==== Records supplied
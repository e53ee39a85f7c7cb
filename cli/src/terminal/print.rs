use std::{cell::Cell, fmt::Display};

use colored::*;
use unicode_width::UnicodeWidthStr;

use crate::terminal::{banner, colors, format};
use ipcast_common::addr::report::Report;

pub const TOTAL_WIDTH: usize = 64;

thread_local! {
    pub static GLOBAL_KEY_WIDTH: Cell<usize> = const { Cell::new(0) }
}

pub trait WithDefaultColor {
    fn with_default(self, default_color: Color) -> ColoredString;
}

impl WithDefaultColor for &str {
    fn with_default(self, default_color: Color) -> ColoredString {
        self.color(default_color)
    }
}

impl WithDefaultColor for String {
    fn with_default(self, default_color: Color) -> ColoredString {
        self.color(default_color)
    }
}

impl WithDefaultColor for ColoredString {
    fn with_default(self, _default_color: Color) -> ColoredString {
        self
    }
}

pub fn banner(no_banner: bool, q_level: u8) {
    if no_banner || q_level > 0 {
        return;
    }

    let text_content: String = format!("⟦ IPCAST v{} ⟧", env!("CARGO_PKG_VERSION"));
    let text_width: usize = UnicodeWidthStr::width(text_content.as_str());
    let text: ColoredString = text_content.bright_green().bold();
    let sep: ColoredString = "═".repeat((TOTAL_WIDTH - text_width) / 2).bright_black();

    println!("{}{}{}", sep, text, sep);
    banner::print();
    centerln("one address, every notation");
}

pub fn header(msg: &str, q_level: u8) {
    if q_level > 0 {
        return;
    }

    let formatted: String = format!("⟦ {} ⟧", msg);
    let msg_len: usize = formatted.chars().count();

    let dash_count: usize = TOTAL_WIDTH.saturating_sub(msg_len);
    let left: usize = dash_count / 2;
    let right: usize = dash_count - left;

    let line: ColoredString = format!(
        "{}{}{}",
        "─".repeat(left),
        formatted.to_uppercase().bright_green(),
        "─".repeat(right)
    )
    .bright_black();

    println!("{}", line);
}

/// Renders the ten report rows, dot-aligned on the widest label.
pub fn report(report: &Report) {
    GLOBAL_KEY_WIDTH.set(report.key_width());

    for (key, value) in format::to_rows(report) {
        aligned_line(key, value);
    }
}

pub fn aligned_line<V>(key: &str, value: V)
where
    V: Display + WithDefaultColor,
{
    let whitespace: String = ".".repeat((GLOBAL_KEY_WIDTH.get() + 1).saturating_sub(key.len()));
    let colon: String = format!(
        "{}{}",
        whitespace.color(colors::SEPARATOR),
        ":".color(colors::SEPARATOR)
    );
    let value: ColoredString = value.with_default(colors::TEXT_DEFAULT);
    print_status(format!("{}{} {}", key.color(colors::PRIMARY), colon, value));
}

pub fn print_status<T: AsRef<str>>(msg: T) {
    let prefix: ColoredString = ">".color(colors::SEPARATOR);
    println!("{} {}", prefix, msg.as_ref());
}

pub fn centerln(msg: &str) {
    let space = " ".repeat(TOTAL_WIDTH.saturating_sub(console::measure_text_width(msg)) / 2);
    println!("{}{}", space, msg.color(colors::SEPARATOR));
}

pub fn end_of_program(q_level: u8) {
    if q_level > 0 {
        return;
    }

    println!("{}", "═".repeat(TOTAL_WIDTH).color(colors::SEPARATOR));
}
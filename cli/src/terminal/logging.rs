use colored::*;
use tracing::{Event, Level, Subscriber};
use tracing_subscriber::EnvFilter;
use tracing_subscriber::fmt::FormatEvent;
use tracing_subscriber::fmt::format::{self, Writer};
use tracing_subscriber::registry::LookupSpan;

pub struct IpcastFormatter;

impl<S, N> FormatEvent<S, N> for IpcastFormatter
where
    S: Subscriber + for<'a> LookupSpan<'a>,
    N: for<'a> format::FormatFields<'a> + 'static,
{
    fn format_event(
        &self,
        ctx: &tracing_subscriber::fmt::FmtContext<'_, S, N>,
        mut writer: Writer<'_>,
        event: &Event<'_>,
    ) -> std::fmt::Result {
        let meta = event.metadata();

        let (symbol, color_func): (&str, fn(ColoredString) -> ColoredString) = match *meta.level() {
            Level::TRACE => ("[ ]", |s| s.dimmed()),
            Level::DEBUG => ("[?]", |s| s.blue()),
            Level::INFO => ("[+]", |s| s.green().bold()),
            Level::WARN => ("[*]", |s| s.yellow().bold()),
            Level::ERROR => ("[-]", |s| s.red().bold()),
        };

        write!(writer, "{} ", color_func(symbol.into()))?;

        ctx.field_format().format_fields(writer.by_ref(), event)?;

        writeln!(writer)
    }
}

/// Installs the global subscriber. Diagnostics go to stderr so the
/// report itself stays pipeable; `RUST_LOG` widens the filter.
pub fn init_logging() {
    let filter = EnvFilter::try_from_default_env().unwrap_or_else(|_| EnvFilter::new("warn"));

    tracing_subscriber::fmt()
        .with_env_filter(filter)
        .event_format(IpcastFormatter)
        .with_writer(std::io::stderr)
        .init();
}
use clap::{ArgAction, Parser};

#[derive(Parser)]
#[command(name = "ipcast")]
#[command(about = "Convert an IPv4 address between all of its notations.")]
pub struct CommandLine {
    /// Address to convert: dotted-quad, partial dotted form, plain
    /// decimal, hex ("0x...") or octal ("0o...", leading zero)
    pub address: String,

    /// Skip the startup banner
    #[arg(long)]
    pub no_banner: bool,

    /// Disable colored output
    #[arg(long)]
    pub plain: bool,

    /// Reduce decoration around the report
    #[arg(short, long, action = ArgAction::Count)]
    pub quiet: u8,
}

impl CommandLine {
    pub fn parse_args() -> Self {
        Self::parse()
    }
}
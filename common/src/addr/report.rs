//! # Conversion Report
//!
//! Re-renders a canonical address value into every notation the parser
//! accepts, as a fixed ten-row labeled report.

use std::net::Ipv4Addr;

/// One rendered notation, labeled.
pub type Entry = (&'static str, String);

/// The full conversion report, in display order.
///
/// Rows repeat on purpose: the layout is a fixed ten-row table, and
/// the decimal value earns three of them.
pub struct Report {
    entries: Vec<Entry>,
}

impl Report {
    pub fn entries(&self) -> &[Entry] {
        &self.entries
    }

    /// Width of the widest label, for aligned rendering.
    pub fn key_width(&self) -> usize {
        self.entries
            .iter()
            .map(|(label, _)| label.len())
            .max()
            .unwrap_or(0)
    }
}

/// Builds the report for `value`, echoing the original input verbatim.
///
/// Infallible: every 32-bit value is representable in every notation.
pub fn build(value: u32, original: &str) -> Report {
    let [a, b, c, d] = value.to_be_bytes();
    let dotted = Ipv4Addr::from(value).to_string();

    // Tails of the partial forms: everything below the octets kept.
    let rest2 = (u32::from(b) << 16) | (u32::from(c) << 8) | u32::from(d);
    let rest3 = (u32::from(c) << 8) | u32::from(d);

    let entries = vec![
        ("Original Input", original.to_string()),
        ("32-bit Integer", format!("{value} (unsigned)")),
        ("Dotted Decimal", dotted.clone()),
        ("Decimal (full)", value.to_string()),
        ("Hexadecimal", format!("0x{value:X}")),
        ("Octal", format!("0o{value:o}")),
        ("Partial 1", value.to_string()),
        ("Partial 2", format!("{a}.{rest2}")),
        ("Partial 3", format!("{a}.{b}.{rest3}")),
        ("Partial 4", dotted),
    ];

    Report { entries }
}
========
==== Records supplied
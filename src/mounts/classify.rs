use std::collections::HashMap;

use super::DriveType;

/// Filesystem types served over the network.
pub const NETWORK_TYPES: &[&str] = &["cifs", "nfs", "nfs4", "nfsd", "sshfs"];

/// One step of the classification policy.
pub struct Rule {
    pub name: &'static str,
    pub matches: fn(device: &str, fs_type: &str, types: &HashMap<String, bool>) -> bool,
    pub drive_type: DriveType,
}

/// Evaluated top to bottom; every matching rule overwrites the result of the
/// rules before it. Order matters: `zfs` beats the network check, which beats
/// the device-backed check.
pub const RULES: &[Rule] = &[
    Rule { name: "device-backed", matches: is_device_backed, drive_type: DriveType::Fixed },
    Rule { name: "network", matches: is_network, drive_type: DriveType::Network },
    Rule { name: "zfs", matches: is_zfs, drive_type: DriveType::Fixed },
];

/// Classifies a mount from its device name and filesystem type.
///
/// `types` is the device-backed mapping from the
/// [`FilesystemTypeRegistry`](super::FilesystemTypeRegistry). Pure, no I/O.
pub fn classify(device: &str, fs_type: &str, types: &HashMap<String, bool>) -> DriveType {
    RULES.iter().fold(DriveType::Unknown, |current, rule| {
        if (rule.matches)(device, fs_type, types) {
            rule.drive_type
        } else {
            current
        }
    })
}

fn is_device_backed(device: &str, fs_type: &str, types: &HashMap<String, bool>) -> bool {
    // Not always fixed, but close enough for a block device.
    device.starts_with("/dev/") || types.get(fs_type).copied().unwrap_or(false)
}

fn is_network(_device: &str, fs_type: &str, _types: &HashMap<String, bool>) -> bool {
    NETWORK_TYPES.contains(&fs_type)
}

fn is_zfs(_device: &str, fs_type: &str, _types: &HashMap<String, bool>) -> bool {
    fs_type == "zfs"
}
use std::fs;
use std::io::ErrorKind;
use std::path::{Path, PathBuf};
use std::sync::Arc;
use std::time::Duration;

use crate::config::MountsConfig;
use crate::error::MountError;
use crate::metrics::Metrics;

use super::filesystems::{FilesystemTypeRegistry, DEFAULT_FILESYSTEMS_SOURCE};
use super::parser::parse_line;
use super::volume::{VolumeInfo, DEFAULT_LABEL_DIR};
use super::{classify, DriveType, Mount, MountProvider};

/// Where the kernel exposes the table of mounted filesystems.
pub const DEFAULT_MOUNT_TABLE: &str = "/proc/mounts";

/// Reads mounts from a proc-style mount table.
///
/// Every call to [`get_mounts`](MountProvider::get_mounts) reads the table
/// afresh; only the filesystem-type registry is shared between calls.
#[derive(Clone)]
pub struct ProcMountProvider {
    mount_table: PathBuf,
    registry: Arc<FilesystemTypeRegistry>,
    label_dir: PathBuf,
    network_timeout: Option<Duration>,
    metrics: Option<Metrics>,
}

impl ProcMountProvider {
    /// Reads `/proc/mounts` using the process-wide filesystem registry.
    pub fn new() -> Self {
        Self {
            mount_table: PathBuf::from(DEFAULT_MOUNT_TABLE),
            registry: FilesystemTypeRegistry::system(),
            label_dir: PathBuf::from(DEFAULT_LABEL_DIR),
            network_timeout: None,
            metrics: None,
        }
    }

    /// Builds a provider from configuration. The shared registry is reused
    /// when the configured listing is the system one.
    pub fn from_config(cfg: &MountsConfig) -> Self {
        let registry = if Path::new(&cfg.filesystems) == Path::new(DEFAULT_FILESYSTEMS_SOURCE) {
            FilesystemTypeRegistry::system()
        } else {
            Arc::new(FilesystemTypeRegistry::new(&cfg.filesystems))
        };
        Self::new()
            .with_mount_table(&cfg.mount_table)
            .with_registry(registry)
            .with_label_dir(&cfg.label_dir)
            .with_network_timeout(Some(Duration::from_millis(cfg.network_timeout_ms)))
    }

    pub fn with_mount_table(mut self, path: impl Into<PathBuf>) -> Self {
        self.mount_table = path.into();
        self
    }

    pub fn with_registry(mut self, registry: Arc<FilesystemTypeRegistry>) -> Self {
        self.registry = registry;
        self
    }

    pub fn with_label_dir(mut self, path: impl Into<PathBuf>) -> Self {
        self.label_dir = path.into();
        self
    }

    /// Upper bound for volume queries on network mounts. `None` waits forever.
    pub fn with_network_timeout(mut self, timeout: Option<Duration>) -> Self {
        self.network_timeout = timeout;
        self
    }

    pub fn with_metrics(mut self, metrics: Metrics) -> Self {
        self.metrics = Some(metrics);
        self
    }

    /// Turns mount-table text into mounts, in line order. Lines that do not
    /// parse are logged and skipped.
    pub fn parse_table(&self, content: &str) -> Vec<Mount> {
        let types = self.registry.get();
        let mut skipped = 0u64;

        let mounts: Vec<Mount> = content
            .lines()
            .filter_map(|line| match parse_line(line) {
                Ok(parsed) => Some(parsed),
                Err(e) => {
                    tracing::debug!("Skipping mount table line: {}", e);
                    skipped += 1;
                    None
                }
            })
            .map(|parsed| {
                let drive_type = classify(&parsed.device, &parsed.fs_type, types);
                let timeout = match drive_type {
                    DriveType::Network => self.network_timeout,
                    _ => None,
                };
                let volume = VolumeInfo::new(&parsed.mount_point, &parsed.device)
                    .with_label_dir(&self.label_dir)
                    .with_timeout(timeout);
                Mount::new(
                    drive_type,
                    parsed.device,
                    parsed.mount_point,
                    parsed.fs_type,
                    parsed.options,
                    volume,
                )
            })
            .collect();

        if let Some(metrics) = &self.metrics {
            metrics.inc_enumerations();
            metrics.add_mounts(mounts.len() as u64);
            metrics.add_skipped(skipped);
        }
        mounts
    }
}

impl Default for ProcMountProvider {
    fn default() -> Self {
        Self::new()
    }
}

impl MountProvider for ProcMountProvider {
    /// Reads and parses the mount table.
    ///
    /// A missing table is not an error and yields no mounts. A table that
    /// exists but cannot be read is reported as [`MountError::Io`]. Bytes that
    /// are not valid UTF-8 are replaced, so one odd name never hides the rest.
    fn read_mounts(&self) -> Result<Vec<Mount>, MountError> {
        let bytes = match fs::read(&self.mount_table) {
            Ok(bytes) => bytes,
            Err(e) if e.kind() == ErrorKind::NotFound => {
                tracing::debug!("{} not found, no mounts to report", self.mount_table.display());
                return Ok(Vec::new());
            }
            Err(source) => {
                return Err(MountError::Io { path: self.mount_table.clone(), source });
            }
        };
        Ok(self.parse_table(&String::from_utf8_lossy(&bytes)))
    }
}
========
What you have to do: When a line of the data holds the string "FilesystemTypeRegistry", pick it out and copy it.

Response to this task:
/// [`FilesystemTypeRegistry`](super::FilesystemTypeRegistry). Pure, no I/O.
use super::filesystems::{FilesystemTypeRegistry, DEFAULT_FILESYSTEMS_SOURCE};
    registry: Arc<FilesystemTypeRegistry>,
            registry: FilesystemTypeRegistry::system(),
            FilesystemTypeRegistry::system()
            Arc::new(FilesystemTypeRegistry::new(&cfg.filesystems))
    pub fn with_registry(mut self, registry: Arc<FilesystemTypeRegistry>) -> Self {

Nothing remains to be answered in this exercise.